Defendants also assert the defense that Count I is barred by the applicable Pennsylvania statute of limitations. The warrantless search and seizure took place on April 1, 1974 and suit was not filed until February 14, 1978. This presents the question, which Pennsylvania statute of limitation is applicable to the intrusion in issue or alternatively which tort recognized in Pennsylvania is the most similar to the acts alleged. The standard for assessing the similarity of the various state law torts to the federal claim presented requires analysis of three factors: "(1) the defendant's conduct, (2) the plaintiff's injury, and (3) the relief requested." Meyers v. Pennypack Woods Home Ownership Assn., 559 F.2d 894 (3d Cir. 1977). Using these three factors, it is evident that Plaintiff's action is most analogous to the interests protected by the tort of invasion of privacy which has been held to fall within the two year Pennsylvania statute of limitations. 12 P.S. § 34; Hull v. Curtis Publishing Co., 182 Pa.Super. 86, 125 A.2d 644 (1956).

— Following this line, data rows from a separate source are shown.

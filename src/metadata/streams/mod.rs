//! Metadata heaps (ECMA-335 II.24.2).
//!
//! Readers give range-checked access to existing heaps; builders allocate and deduplicate
//! entries for newly produced metadata.

mod blob;
mod builder;
mod strings;
mod userstrings;

pub use blob::Blob;
pub use builder::{BlobHeapBuilder, StringHeapBuilder, UserStringHeapBuilder};
pub use strings::Strings;
pub use userstrings::UserStrings;
//! Serialization of a module's reference tables.
//!
//! [`emit_reference_tables`] lays out the `TypeRef`, `MemberRef`, `CustomAttribute`,
//! `ModuleRef`, `TypeSpec`, `AssemblyRef`, `NestedClass` and `MethodSpec` tables of a
//! [`Module`], together with the `#Strings` and `#Blob` heaps they index. Column widths follow
//! from a [`TableInfo`] derived from the module's row counts, so coded indices are 2 or 4 bytes
//! exactly as a reader of the same image expects.

use std::sync::Arc;

use crate::{
    metadata::{
        members::MemberRefSignature,
        module::Module,
        signatures::BlobSignature,
        streams::{BlobHeapBuilder, StringHeapBuilder},
        tables::{
            write_table, AssemblyRefRaw, CodedIndexType, CustomAttributeRaw, MemberRefRaw,
            MethodSpecRaw, ModuleRefRaw, NestedClassRaw, TableId, TableInfo, TableInfoRef,
            TypeRefRaw, TypeSpecRaw,
        },
    },
    Result,
};

/// Tables counted for column widths, in table number order.
const COUNTED_TABLES: &[TableId] = &[
    TableId::Module,
    TableId::TypeRef,
    TableId::TypeDef,
    TableId::Field,
    TableId::MethodDef,
    TableId::Param,
    TableId::MemberRef,
    TableId::CustomAttribute,
    TableId::StandAloneSig,
    TableId::Event,
    TableId::Property,
    TableId::ModuleRef,
    TableId::TypeSpec,
    TableId::AssemblyRef,
    TableId::NestedClass,
    TableId::MethodSpec,
];

/// Raw reference tables and the heaps they index.
#[derive(Debug, Clone)]
pub struct EmittedTables {
    /// Layout information the tables were written with
    pub info: TableInfoRef,
    /// Serialized tables in table number order, only tables that hold rows
    pub tables: Vec<(TableId, Vec<u8>)>,
    /// `#Strings` heap
    pub strings: Vec<u8>,
    /// `#Blob` heap
    pub blobs: Vec<u8>,
}

impl EmittedTables {
    /// Bytes of one serialized table.
    #[must_use]
    pub fn table(&self, table: TableId) -> Option<&[u8]> {
        self.tables
            .iter()
            .find(|(id, _)| *id == table)
            .map(|(_, data)| data.as_slice())
    }
}

/// Serialize the reference tables of `module`.
///
/// `CustomAttribute` rows are sorted by their encoded parent and `NestedClass` rows by the
/// nested type, as ECMA-335 II.22 requires for these tables.
///
/// # Errors
/// Returns [`crate::Error::InvalidCodedIndexTarget`] if a row refers to a table its column
/// cannot address, or an error of the signature encoder.
pub fn emit_reference_tables(module: &Module) -> Result<EmittedTables> {
    let mut strings = StringHeapBuilder::new();
    let mut blobs = BlobHeapBuilder::new();

    let mut type_refs = Vec::new();
    for (_, row) in module.type_refs() {
        type_refs.push(TypeRefRaw {
            resolution_scope: row.resolution_scope,
            type_name: strings.add(&row.name)?,
            type_namespace: strings.add(&row.namespace)?,
        });
    }

    let mut member_refs = Vec::new();
    for (_, row) in module.member_refs() {
        let signature = match &row.signature {
            MemberRefSignature::Method(signature) => signature.encode()?,
            MemberRefSignature::Field(signature) => signature.encode()?,
        };
        member_refs.push(MemberRefRaw {
            class: row.class,
            name: strings.add(&row.name)?,
            signature: blobs.add(&signature)?,
        });
    }

    let mut custom_attributes = Vec::new();
    for (_, row) in module.custom_attributes() {
        let sort_key = CodedIndexType::HasCustomAttribute.encode(row.parent)?;
        custom_attributes.push((
            sort_key,
            CustomAttributeRaw {
                parent: row.parent,
                constructor: row.constructor,
                value: blobs.add(&row.value)?,
            },
        ));
    }
    custom_attributes.sort_by_key(|(sort_key, _)| *sort_key);
    let custom_attributes: Vec<CustomAttributeRaw> =
        custom_attributes.into_iter().map(|(_, row)| row).collect();

    let mut module_refs = Vec::new();
    for (_, row) in module.module_refs() {
        module_refs.push(ModuleRefRaw {
            name: strings.add(&row.name)?,
        });
    }

    let mut type_specs = Vec::new();
    for (_, row) in module.type_specs() {
        type_specs.push(TypeSpecRaw {
            signature: blobs.add(&row.signature.encode()?)?,
        });
    }

    let mut assembly_refs = Vec::new();
    for (_, row) in module.assembly_refs() {
        assembly_refs.push(AssemblyRefRaw {
            major_version: row.version.major,
            minor_version: row.version.minor,
            build_number: row.version.build,
            revision_number: row.version.revision,
            flags: row.flags.bits(),
            public_key_or_token: blobs.add(&row.public_key_or_token)?,
            name: strings.add(&row.name)?,
            culture: strings.add(&row.culture)?,
            hash_value: 0,
        });
    }

    let mut nested_classes: Vec<NestedClassRaw> = module
        .type_defs()
        .filter_map(|(token, row)| {
            row.declaring_type.map(|enclosing| NestedClassRaw {
                nested_class: token,
                enclosing_class: enclosing,
            })
        })
        .collect();
    nested_classes.sort_by_key(|row| row.nested_class.row());

    let mut method_specs = Vec::new();
    for (_, row) in module.method_specs() {
        method_specs.push(MethodSpecRaw {
            method: row.method,
            instantiation: blobs.add(&row.instantiation.encode()?)?,
        });
    }

    let counts: Vec<(TableId, u32)> = COUNTED_TABLES
        .iter()
        .map(|table| (*table, module.row_count(*table)))
        .filter(|(_, rows)| *rows > 0)
        .collect();
    let info = Arc::new(TableInfo::new(
        &counts,
        strings.as_bytes().len() > usize::from(u16::MAX),
        false,
        blobs.as_bytes().len() > usize::from(u16::MAX),
    ));

    let mut tables = Vec::new();
    let mut emit = |table: TableId, data: Vec<u8>| {
        if !data.is_empty() {
            tables.push((table, data));
        }
    };
    emit(TableId::TypeRef, write_table(&type_refs, &info)?);
    emit(TableId::MemberRef, write_table(&member_refs, &info)?);
    emit(TableId::CustomAttribute, write_table(&custom_attributes, &info)?);
    emit(TableId::ModuleRef, write_table(&module_refs, &info)?);
    emit(TableId::TypeSpec, write_table(&type_specs, &info)?);
    emit(TableId::AssemblyRef, write_table(&assembly_refs, &info)?);
    emit(TableId::NestedClass, write_table(&nested_classes, &info)?);
    emit(TableId::MethodSpec, write_table(&method_specs, &info)?);

    Ok(EmittedTables {
        info,
        tables,
        strings: strings.as_bytes().to_vec(),
        blobs: blobs.as_bytes().to_vec(),
    })
}
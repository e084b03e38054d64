use widestring::U16String;

use crate::{file::parser::Parser, Error::TruncatedData, Result};

/// A read-only view over a `#US` heap.
///
/// Each entry is a compressed length followed by UTF-16LE code units and a single trailing
/// flag byte (ECMA-335 II.24.2.4). `ldstr` operands index into this heap.
pub struct UserStrings<'a> {
    data: &'a [u8],
}

impl<'a> UserStrings<'a> {
    /// Create a view over heap `data`, whose first byte must be `0`.
    ///
    /// # Errors
    /// Returns [`crate::Error::Malformed`] if the heap is empty or doesn't start with `0`.
    pub fn from(data: &'a [u8]) -> Result<UserStrings<'a>> {
        if data.is_empty() || data[0] != 0 {
            return Err(malformed_error!("Invalid memory for #US heap"));
        }

        Ok(UserStrings { data })
    }

    /// Return the UTF-16 string at `index`.
    ///
    /// # Errors
    /// Returns [`crate::Error::TruncatedData`] if the entry runs past the end of the heap, and
    /// [`crate::Error::Malformed`] if its length is not `2 * n + 1`.
    pub fn get(&self, index: usize) -> Result<U16String> {
        if index >= self.data.len() {
            return Err(TruncatedData);
        }

        let mut parser = Parser::new(&self.data[index..]);
        let len = parser.read_compressed_uint()? as usize;
        if len == 0 {
            return Ok(U16String::new());
        }
        if len % 2 != 1 {
            return Err(malformed_error!(
                "Invalid user string length {} at index - {}",
                len,
                index
            ));
        }

        let bytes = parser.read_bytes(len - 1)?;
        let units = bytes
            .chunks_exact(2)
            .map(|pair| u16::from_le_bytes([pair[0], pair[1]]))
            .collect::<Vec<u16>>();

        Ok(U16String::from_vec(units))
    }

    /// Return the string at `index` converted to UTF-8.
    ///
    /// # Errors
    /// Same as [`UserStrings::get`], plus [`crate::Error::Malformed`] for unpaired surrogates.
    pub fn get_string(&self, index: usize) -> Result<String> {
        self.get(index)?
            .to_string()
            .map_err(|_| malformed_error!("Invalid UTF-16 user string at index - {}", index))
    }
}

#[cfg(test)]
mod tests {
    use widestring::u16str;

    use super::*;

    #[test]
    fn crafted() {
        #[rustfmt::skip]
        let data: [u8; 30] = [
            0x00, 0x1b, 0x48, 0x00, 0x65, 0x00, 0x6c, 0x00, 0x6c, 0x00, 0x6f, 0x00, 0x2c, 0x00, 0x20, 0x00, 0x57, 0x00, 0x6f, 0x00, 0x72, 0x00, 0x6c, 0x00, 0x64, 0x00, 0x21, 0x00, 0x00, 0x00
        ];

        let us_str = UserStrings::from(&data).unwrap();

        assert_eq!(us_str.get(1).unwrap(), u16str!("Hello, World!"));
        assert_eq!(us_str.get_string(1).unwrap(), "Hello, World!");
        assert_eq!(us_str.get_string(29).unwrap(), "");
    }

    #[test]
    fn invalid() {
        assert!(UserStrings::from(&[]).is_err());
        assert!(UserStrings::from(&[0x22, 0x01]).is_err());

        let data = [0x00, 0xCC, 0xCC, 0xCC, 0xCC, 0xCC];
        let us_str = UserStrings::from(&data).unwrap();
        assert!(us_str.get(1).is_err());

        // even length
        let data = [0x00, 0x02, 0x41, 0x00];
        let us_str = UserStrings::from(&data).unwrap();
        assert!(us_str.get(1).is_err());
    }
}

The Bivens action for a warrantless entry protects the plaintiff from an invasion of privacy. Particularly, in G. M. Leasing Corporation v. United States, 429 U.S. at 351-59, 97 S. Ct. at 631, the court was concerned with the Intrusions into privacy of the corporate plaintiff as it stated:
"We therefore decline to read (Section 6331) as giving carte blanche for warrantless invasions of privacy. Rather, we give it its natural reading, namely, as an authorization for all forms of Seizure, but as silent on the subject of intrusions into privacy."